What is this Hansonian view of medicine that you hear me talk about? Robin Hanson explains.
The bottom line is that thousands of people randomly given free medicine in the late 1970s consumed 30-40% more medical services, paid one more “restricted activity day” per year to deal with the medical system, but were not noticeably healthier! So unless the marginal value of medicine has changed in the last thirty years, if you would not pay for medicine out of your own pocket, then don’t bother to go when others offer to pay; on average such medicine is as likely to hurt as to help.
Read the whole thing.
READER COMMENTS
jp
May 8 2007 at 8:27am
Hanson makes an excellent point. However, his test (“if you would not pay for it out of your own pocket . . .”) is not really practical at present (assuming he meant it to be).
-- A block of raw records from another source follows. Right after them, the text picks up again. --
//! Operational routes: liveness, store readiness and build version. They are listed in the OpenAPI
//! document under the `Saúde` tag.

use crate::state::AppState;
use axum::{extract::State, http::StatusCode, routing::get, Json, Router};
use serde::Serialize;
use utoipa::ToSchema;

/// Result of a liveness or readiness check.
#[derive(Serialize, ToSchema)]
pub struct CheckStatus {
    #[schema(value_type = String, example = "ok")]
    pub status: &'static str,
    /// Store reachability; only reported by `/ready`.
    #[serde(skip_serializing_if = "Option::is_none")]
    #[schema(value_type = Option<String>, example = "ok")]
    pub database: Option<&'static str>,
}

impl CheckStatus {
    const fn alive() -> Self {
        Self {
            status: "ok",
            database: None,
        }
    }

    const fn store(reachable: bool) -> Self {
        if reachable {
            Self {
                status: "ok",
                database: Some("ok"),
            }
        } else {
            Self {
                status: "degraded",
                database: Some("unavailable"),
            }
        }
    }
}

#[derive(Serialize, ToSchema)]
pub struct BuildInfo {
    #[schema(value_type = String, example = "forum-api")]
    pub name: &'static str,
    #[schema(value_type = String, example = "0.1.0")]
    pub version: &'static str,
}

/// Processo ativo
#[utoipa::path(
    get,
    path = "/health",
    tag = "Saúde",
    responses((status = 200, description = "Processo respondendo", body = CheckStatus))
)]
pub async fn health() -> Json<CheckStatus> {
    Json(CheckStatus::alive())
}

/// Banco de dados acessível
#[utoipa::path(
    get,
    path = "/ready",
    tag = "Saúde",
    responses(
        (status = 200, description = "Banco de dados acessível", body = CheckStatus),
        (status = 503, description = "Banco de dados indisponível", body = CheckStatus)
    )
)]
pub async fn ready(State(state): State<AppState>) -> (StatusCode, Json<CheckStatus>) {
    match sqlx::query("SELECT 1").execute(&state.pool).await {
        Ok(_) => (StatusCode::OK, Json(CheckStatus::store(true))),
        Err(e) => {
            tracing::warn!(error = %e, "store unreachable");
            (StatusCode::SERVICE_UNAVAILABLE, Json(CheckStatus::store(false)))
        }
    }
}

/// Versão do serviço
#[utoipa::path(
    get,
    path = "/version",
    tag = "Saúde",
    responses((status = 200, description = "Nome e versão do pacote", body = BuildInfo))
)]
pub async fn version() -> Json<BuildInfo> {
    Json(BuildInfo {
        name: env!("CARGO_PKG_NAME"),
        version: env!("CARGO_PKG_VERSION"),
    })
}

pub fn common_routes(state: AppState) -> Router {
    Router::new()
        .route("/health", get(health))
        .route("/ready", get(ready))
        .route("/version", get(version))
        .with_state(state)
}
Tax incentives and other government interference in the medical-services market have bid up the price of healthcare so much that the current out-of-pocket price for care is meaningless as a standard.
Chuck
May 8 2007 at 8:51am
I don’t think that’s quite what they conclude.
Here’s a paper written by two profs from U. of Chicago that summarizes the RAND study and many other studies as well.
A few quotes:
Chuck
May 8 2007 at 8:52am
The link to the paper isn’t very clear, so I thought I’d post it explicitly…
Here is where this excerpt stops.